The Supreme Court disagreed after reviewing the authorities (and in particular Dubai Aluminium Co Ltd v Salaam ) and reconsidering the close connection test and the “field of activities” entrusted by the employer to the employee. The court found that the disclosure did not form part of the employee’s authorised activity. The fact that his employment with Morrisons gave him the opportunity was not sufficient to justify a finding of vicarious liability, particularly in circumstances where the employee was pursuing a personal vendetta against his employer.

In the second of the cases, Barclays Bank plc v Various Claimants, the Supreme Court had to consider whether the sexual assaults of a GP when undertaking medical examination of prospective employees of the bank gave rise to an instance of vicarious liability. The courts below found that it did. However, the Supreme Court disagreed and went back to review the differences between an employee and an independent contractor from current caselaw. The Court found that the classic distinction between employer/employees and relationships akin or analogous to employment on the one hand and independent contractors had not been eroded.

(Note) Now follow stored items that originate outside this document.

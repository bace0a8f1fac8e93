//! エラー型定義
//!
//! 統一エラー型（thiserror使用）

use thiserror::Error;

/// Common layer error type
#[derive(Debug, Error)]
pub enum CommonError {
    /// Configuration error
    #[error("Configuration error: {0}")]
    Config(String),

    /// Validation error
    #[error("Validation error: {0}")]
    Validation(String),
}

impl From<config::ConfigError> for CommonError {
    fn from(err: config::ConfigError) -> Self {
        Self::Config(err.to_string())
    }
}

/// ヘルスイベントのデコード失敗
///
/// ペイロードが期待する構造でない場合に返す。部分的な復元は行わない。
#[derive(Debug, Error)]
pub enum MalformedEventError {
    /// JSONとして解釈できない、または型が一致しない
    #[error("Malformed event payload: {0}")]
    Syntax(#[from] serde_json::Error),

    /// フィールド値が不変条件を満たさない
    #[error("Malformed event field: {0}")]
    Field(String),
}
//! データベースアクセス層
//!
//! ヘルスイベントを `events` テーブルへ永続化する。本番はPostgreSQL、
//! ローカル実行・テストはSQLite。

/// PostgreSQLストア
pub mod postgres;

/// SQLiteストア
pub mod sqlite;

use async_trait::async_trait;
use url::Url;
use webmon_common::config::StoreSettings;
use webmon_common::{CheckResult, HealthEvent, StoredEvent};

use crate::error::StoreError;

pub use postgres::PgEventStore;
pub use sqlite::SqliteEventStore;

/// イベントストア
#[async_trait]
pub trait EventStore: Send + Sync {
    /// `events` テーブルを作成（既存なら何もしない）
    async fn ensure_schema(&self) -> Result<(), StoreError>;

    /// 1件挿入してコミットする
    ///
    /// 戻り値はコミット済みの行。
    async fn insert_event(&self, result: &CheckResult) -> Result<StoredEvent, StoreError>;

    /// 保存済みイベントをID順に取得
    async fn list_events(&self) -> Result<Vec<StoredEvent>, StoreError>;

    /// 接続を閉じる
    async fn close(&self);
}

/// URLのスキームからバックエンドを選んで接続する
pub async fn connect_store(settings: &StoreSettings) -> Result<Box<dyn EventStore>, StoreError> {
    let url = settings.database_url.as_str();
    if url.starts_with("postgres://") || url.starts_with("postgresql://") {
        Ok(Box::new(PgEventStore::connect(settings).await?))
    } else if url.starts_with("sqlite:") {
        Ok(Box::new(SqliteEventStore::connect(settings).await?))
    } else {
        Err(StoreError::Config(format!(
            "unsupported database URL scheme: {}",
            redact_url(url)
        )))
    }
}

/// DB行（url, status_code, response_time, response_body_regex）からの復元
fn stored_event(
    id: i64,
    url: String,
    status_code: Option<i32>,
    response_time: Option<f64>,
    response_body_regex: Option<bool>,
) -> Result<StoredEvent, StoreError> {
    let status_code = status_code
        .map(u16::try_from)
        .transpose()
        .map_err(|e| StoreError::Corrupt(format!("row {}: status_code {}", id, e)))?;
    let event = HealthEvent {
        url,
        status_code,
        response_time,
        response_body_regex,
    };
    let result = CheckResult::try_from(event)
        .map_err(|e| StoreError::Corrupt(format!("row {}: {}", id, e)))?;
    Ok(StoredEvent { id, result })
}

/// ログ用にURLのユーザー情報を伏せる
///
/// 解釈できないURLは資格情報を含みうるため、そのまま出さない。
pub(crate) fn redact_url(raw: &str) -> String {
    let mut url = match Url::parse(raw) {
        Ok(url) => url,
        Err(_) => return "<unparseable database URL>".to_string(),
    };
    if !url.username().is_empty() || url.password().is_some() {
        // ベースURLを持てない形式（`sqlite::memory:` など）にユーザー情報はない
        let _ = url.set_password(None);
        let _ = url.set_username("***");
    }
    url.to_string()
}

The GP was not an employee of the bank, or anything close to an employee. He was paid per examination and was free to refuse to carry out an examination if required. He was in business on his own account as a medical practitioner. He was an independent contractor and therefore the claim of vicarious liability failed.

The recent decisions have therefore attempted to restate the key principles applicable to vicarious liability. In both decisions however the Court did not criticise the findings in either the Cox and Lister cases and the considerations (“the incidents”) to be used in determining where the tortfeasor is in a relationship with the employer closely connected or akin to employment. The two recent decisions where the employee’s actions on his own account (Morrisons) and cases where the actions were undertaken by an independent contractor (Barclays) would not give rise to vicarious liability. It will be interesting to see in future cases that require consideration of the nature of the relationship to identify on which side of the fence individual instances fall.